WHAT IS REQUIRED: How many lines in the data below have the string "Debug"? Reply with the number alone.

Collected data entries

--- START ---

use serde::{Deserialize, Serialize};

use mapview_core::{BBox, Brush, DrawingSurface, Pen, Point, Viewport};

/// One drawing call captured from a render pass, in screen coordinates.
#[derive(Debug, Clone, PartialEq, Serialize, Deserialize)]
#[serde(tag = "op", rename_all = "snake_case")]
pub enum DrawCommand {
    StrokeEllipse { bounds: BBox, pen: Pen },
    FillEllipse { bounds: BBox, brush: Brush },
    StrokeRect { bounds: BBox, pen: Pen },
    FillRect { bounds: BBox, brush: Brush },
    StrokePolyline { points: Vec<Point>, pen: Pen, closed: bool },
    FillPolygon { points: Vec<Point>, brush: Brush },
    AntiAlias { enabled: bool },
}

/// Complete render frame data handed from Rust to a frontend that does the
/// actual painting.
#[derive(Debug, Clone, PartialEq, Serialize, Deserialize)]
pub struct RenderFrame {
    pub viewport: Viewport,
    pub commands: Vec<DrawCommand>,
}

impl RenderFrame {
    pub fn empty(viewport: Viewport) -> Self {
        Self {
            viewport,
            commands: Vec::new(),
        }
    }

    pub fn to_json(&self) -> serde_json::Result<String> {
        serde_json::to_string(self)
    }
}

/// A surface that records every call instead of painting.
#[derive(Debug)]
pub struct CommandRecorder {
    frame: RenderFrame,
    anti_alias: bool,
}

impl CommandRecorder {
    pub fn new(viewport: Viewport) -> Self {
        Self {
            frame: RenderFrame::empty(viewport),
            anti_alias: false,
        }
    }

    pub fn commands(&self) -> &[DrawCommand] {
        &self.frame.commands
    }

    pub fn finish(self) -> RenderFrame {
        self.frame
    }

    fn push(&mut self, command: DrawCommand) {
        self.frame.commands.push(command);
    }
}

impl DrawingSurface for CommandRecorder {
    fn stroke_ellipse(&mut self, bounds: BBox, pen: &Pen) {
        self.push(DrawCommand::StrokeEllipse { bounds, pen: *pen });
    }

    fn fill_ellipse(&mut self, bounds: BBox, brush: &Brush) {
        self.push(DrawCommand::FillEllipse {
            bounds,
            brush: *brush,
        });
    }

    fn stroke_rect(&mut self, bounds: BBox, pen: &Pen) {
        self.push(DrawCommand::StrokeRect { bounds, pen: *pen });
    }

    fn fill_rect(&mut self, bounds: BBox, brush: &Brush) {
        self.push(DrawCommand::FillRect {
            bounds,
            brush: *brush,
        });
    }

    fn stroke_polyline(&mut self, points: &[Point], pen: &Pen, closed: bool) {
        self.push(DrawCommand::StrokePolyline {
            points: points.to_vec(),
            pen: *pen,
            closed,
        });
    }

    fn fill_polygon(&mut self, points: &[Point], brush: &Brush) {
        self.push(DrawCommand::FillPolygon {
            points: points.to_vec(),
            brush: *brush,
        });
    }

    fn set_anti_alias(&mut self, enabled: bool) {
        self.anti_alias = enabled;
        self.push(DrawCommand::AntiAlias { enabled });
    }

    fn anti_alias(&self) -> bool {
        self.anti_alias
    }
}

#[cfg(test)]
mod tests {
    use super::*;
    use mapview_core::{Color, PolygonSymbol};

    #[test]
    fn test_recorder_keeps_call_order() {
        let mut rec = CommandRecorder::new(Viewport::default());
        let bounds = BBox::centered(Point::new(5.0, 5.0), 2.0, 2.0);
        rec.fill_ellipse(bounds, &Brush::new(Color::rgb(255, 0, 0)));
        rec.stroke_ellipse(bounds, &Pen::default());
        let frame = rec.finish();
        assert!(matches!(frame.commands[0], DrawCommand::FillEllipse { .. }));
        assert!(matches!(frame.commands[1], DrawCommand::StrokeEllipse { .. }));
    }

    #[test]
    fn test_frame_json_is_tagged() {
        let mut rec = CommandRecorder::new(Viewport::default());
        rec.set_anti_alias(true);
        let json = rec.finish().to_json().unwrap();
        assert!(json.contains(r#""op":"anti_alias""#));
        let back: RenderFrame = serde_json::from_str(&json).unwrap();
        assert_eq!(back.commands, vec![DrawCommand::AntiAlias { enabled: true }]);
    }

    #[test]
    fn test_polygon_hands_back_anti_alias() {
        let mut rec = CommandRecorder::new(Viewport::default());
        let ring = [
            Point::new(0.0, 0.0),
            Point::new(8.0, 0.0),
            Point::new(4.0, 6.0),
        ];
        PolygonSymbol::new(Color::BLACK, Color::rgb(255, 255, 0))
            .draw(&mut rec, &ring)
            .unwrap();
        assert!(!rec.anti_alias());
        assert_eq!(
            rec.commands().last(),
            Some(&DrawCommand::AntiAlias { enabled: false })
        );
    }
}
use std::cell::OnceCell;

use serde::{Deserialize, Serialize};

use crate::color::Color;

/// Dash pattern of a stroked line.
#[derive(Debug, Clone, Copy, PartialEq, Eq, Default, Serialize, Deserialize)]
pub enum DashPattern {
    #[default]
    Solid,
    Dash,
    Dot,
    DashDot,
    DashDotDot,
}

impl DashPattern {
    pub const ALL: [DashPattern; 5] = [
        DashPattern::Solid,
        DashPattern::Dash,
        DashPattern::Dot,
        DashPattern::DashDot,
        DashPattern::DashDotDot,
    ];

    /// On/off run lengths in multiples of the stroke width. Empty for solid lines.
    pub fn intervals(self) -> &'static [f32] {
        match self {
            DashPattern::Solid => &[],
            DashPattern::Dash => &[3.0, 1.0],
            DashPattern::Dot => &[1.0, 1.0],
            DashPattern::DashDot => &[3.0, 1.0, 1.0, 1.0],
            DashPattern::DashDotDot => &[3.0, 1.0, 1.0, 1.0, 1.0, 1.0],
        }
    }
}

/// Stroke style handed to a drawing surface.
#[derive(Debug, Clone, Copy, PartialEq, Serialize, Deserialize)]
pub struct Pen {
    pub color: Color,
    /// Stroke width in pixels.
    pub width: f32,
    pub dash: DashPattern,
}

impl Pen {
    pub fn new(color: Color, width: f32) -> Self {
        Self {
            color,
            width,
            dash: DashPattern::Solid,
        }
    }

    pub fn with_dash(mut self, dash: DashPattern) -> Self {
        self.dash = dash;
        self
    }
}

impl Default for Pen {
    fn default() -> Self {
        Self::new(Color::BLACK, 1.0)
    }
}

/// Solid fill style handed to a drawing surface.
#[derive(Debug, Clone, Copy, PartialEq, Default, Serialize, Deserialize)]
pub struct Brush {
    pub color: Color,
}

impl Brush {
    pub fn new(color: Color) -> Self {
        Self { color }
    }
}

/// A lazily built style value derived from a symbol's scalar fields.
///
/// The owning symbol's fields stay the source of truth: the value is built on
/// first read and dropped by [`StyleCache::invalidate`] whenever a field changes.
/// Never serialized.
#[derive(Debug, Clone)]
pub struct StyleCache<T> {
    cell: OnceCell<T>,
}

impl<T> Default for StyleCache<T> {
    fn default() -> Self {
        Self {
            cell: OnceCell::new(),
        }
    }
}

impl<T> StyleCache<T> {
    pub fn get_or_build(&self, build: impl FnOnce() -> T) -> &T {
        self.cell.get_or_init(build)
    }

    /// The cached value, if one has been built since the last invalidation.
    pub fn cached(&self) -> Option<&T> {
        self.cell.get()
    }

    pub fn set(&mut self, value: T) {
        self.cell = OnceCell::from(value);
    }

    pub fn invalidate(&mut self) {
        self.cell.take();
    }

    pub fn is_built(&self) -> bool {
        self.cell.get().is_some()
    }
}
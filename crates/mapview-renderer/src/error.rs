use thiserror::Error;

use mapview_core::MapError;

#[derive(Error, Debug)]
pub enum RenderError {
    #[error(transparent)]
    Map(#[from] MapError),

    #[error("Invalid render settings: {0}")]
    Settings(#[from] serde_json::Error),

    #[error("Cannot allocate a {width}x{height} canvas")]
    InvalidCanvas { width: u32, height: u32 },

    #[error("PNG encoding failed: {0}")]
    Encode(String),

    #[error("I/O error: {0}")]
    Io(#[from] std::io::Error),
}

pub type Result<T> = std::result::Result<T, RenderError>;
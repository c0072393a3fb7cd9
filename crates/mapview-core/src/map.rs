use serde::{Deserialize, Serialize};
use uuid::Uuid;

use crate::error::{MapError, Result};
use crate::geometry::{BBox, Feature, Point};
use crate::layer::{Layer, LayerStack, SelectionMove};
use crate::viewport::Viewport;

/// The map aggregate: the layer stack, the current viewport, and the extent of
/// everything loaded. One per viewer session, owned by the host.
#[derive(Debug, Clone, Serialize, Deserialize)]
pub struct Map {
    pub id: Uuid,
    pub name: String,
    layers: LayerStack,
    pub viewport: Viewport,
    /// Bounding box of all layers, `None` while nothing is loaded.
    full_extent: Option<BBox>,
}

impl Map {
    pub fn new(name: &str) -> Self {
        Self {
            id: Uuid::new_v4(),
            name: name.to_string(),
            layers: LayerStack::new(),
            viewport: Viewport::default(),
            full_extent: None,
        }
    }

    pub fn with_viewport(mut self, viewport: Viewport) -> Self {
        self.viewport = viewport;
        self
    }

    pub fn layers(&self) -> &LayerStack {
        &self.layers
    }

    /// Mutable access to the stack. Feature edits made through it do not touch
    /// the full extent: prefer [`Map::add_feature`], or call
    /// [`Map::update_full_extent`] afterwards.
    pub fn layers_mut(&mut self) -> &mut LayerStack {
        &mut self.layers
    }

    pub fn full_extent(&self) -> Option<BBox> {
        self.full_extent
    }

    // ── Layer management ─────────────────────────────────────────────

    pub fn add_layer(&mut self, layer: Layer) {
        self.layers.add_layer(layer);
        self.update_full_extent();
    }

    pub fn remove_layer(&mut self, index: usize) -> Result<Layer> {
        let removed = self.layers.remove_layer(index)?;
        self.update_full_extent();
        Ok(removed)
    }

    /// Append `feature` to the layer at `index` and grow the full extent.
    pub fn add_feature(&mut self, index: usize, feature: Feature) -> Result<()> {
        let len = self.layers.len();
        let layer = self
            .layers
            .layer_mut(index)
            .ok_or(MapError::IndexOutOfRange { index, len })?;
        layer.add_feature(feature);
        self.update_full_extent();
        Ok(())
    }

    pub fn clear_layers(&mut self) {
        self.layers.clear();
        self.full_extent = None;
    }

    pub fn select_layer(&mut self, index: usize) -> Result<()> {
        self.layers.select_layer(index)
    }

    pub fn selected_index(&self) -> Option<usize> {
        self.layers.selected_index()
    }

    pub fn move_selected_up(&mut self) -> SelectionMove {
        self.layers.move_selected_up()
    }

    pub fn move_selected_down(&mut self) -> SelectionMove {
        self.layers.move_selected_down()
    }

    pub fn raise_selected(&mut self) -> SelectionMove {
        self.layers.raise_selected()
    }

    pub fn lower_selected(&mut self) -> SelectionMove {
        self.layers.lower_selected()
    }

    // ── Extent / navigation ──────────────────────────────────────────

    pub fn update_full_extent(&mut self) {
        self.full_extent = self.layers.bbox();
    }

    /// Fit the viewport to the full extent on a canvas of the given size.
    /// Returns `false` when there is nothing to fit.
    pub fn zoom_to_full_extent(&mut self, canvas_width: f64, canvas_height: f64, fill: f64) -> bool {
        match self.full_extent {
            Some(extent) => {
                self.viewport
                    .fit_bbox(&extent, canvas_width, canvas_height, fill);
                true
            }
            None => false,
        }
    }

    pub fn to_screen(&self, map: Point) -> Point {
        self.viewport.to_screen(map)
    }

    pub fn to_map(&self, screen: Point) -> Point {
        self.viewport.to_map(screen)
    }
}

--- END ---

YOUR RESPONSE: 9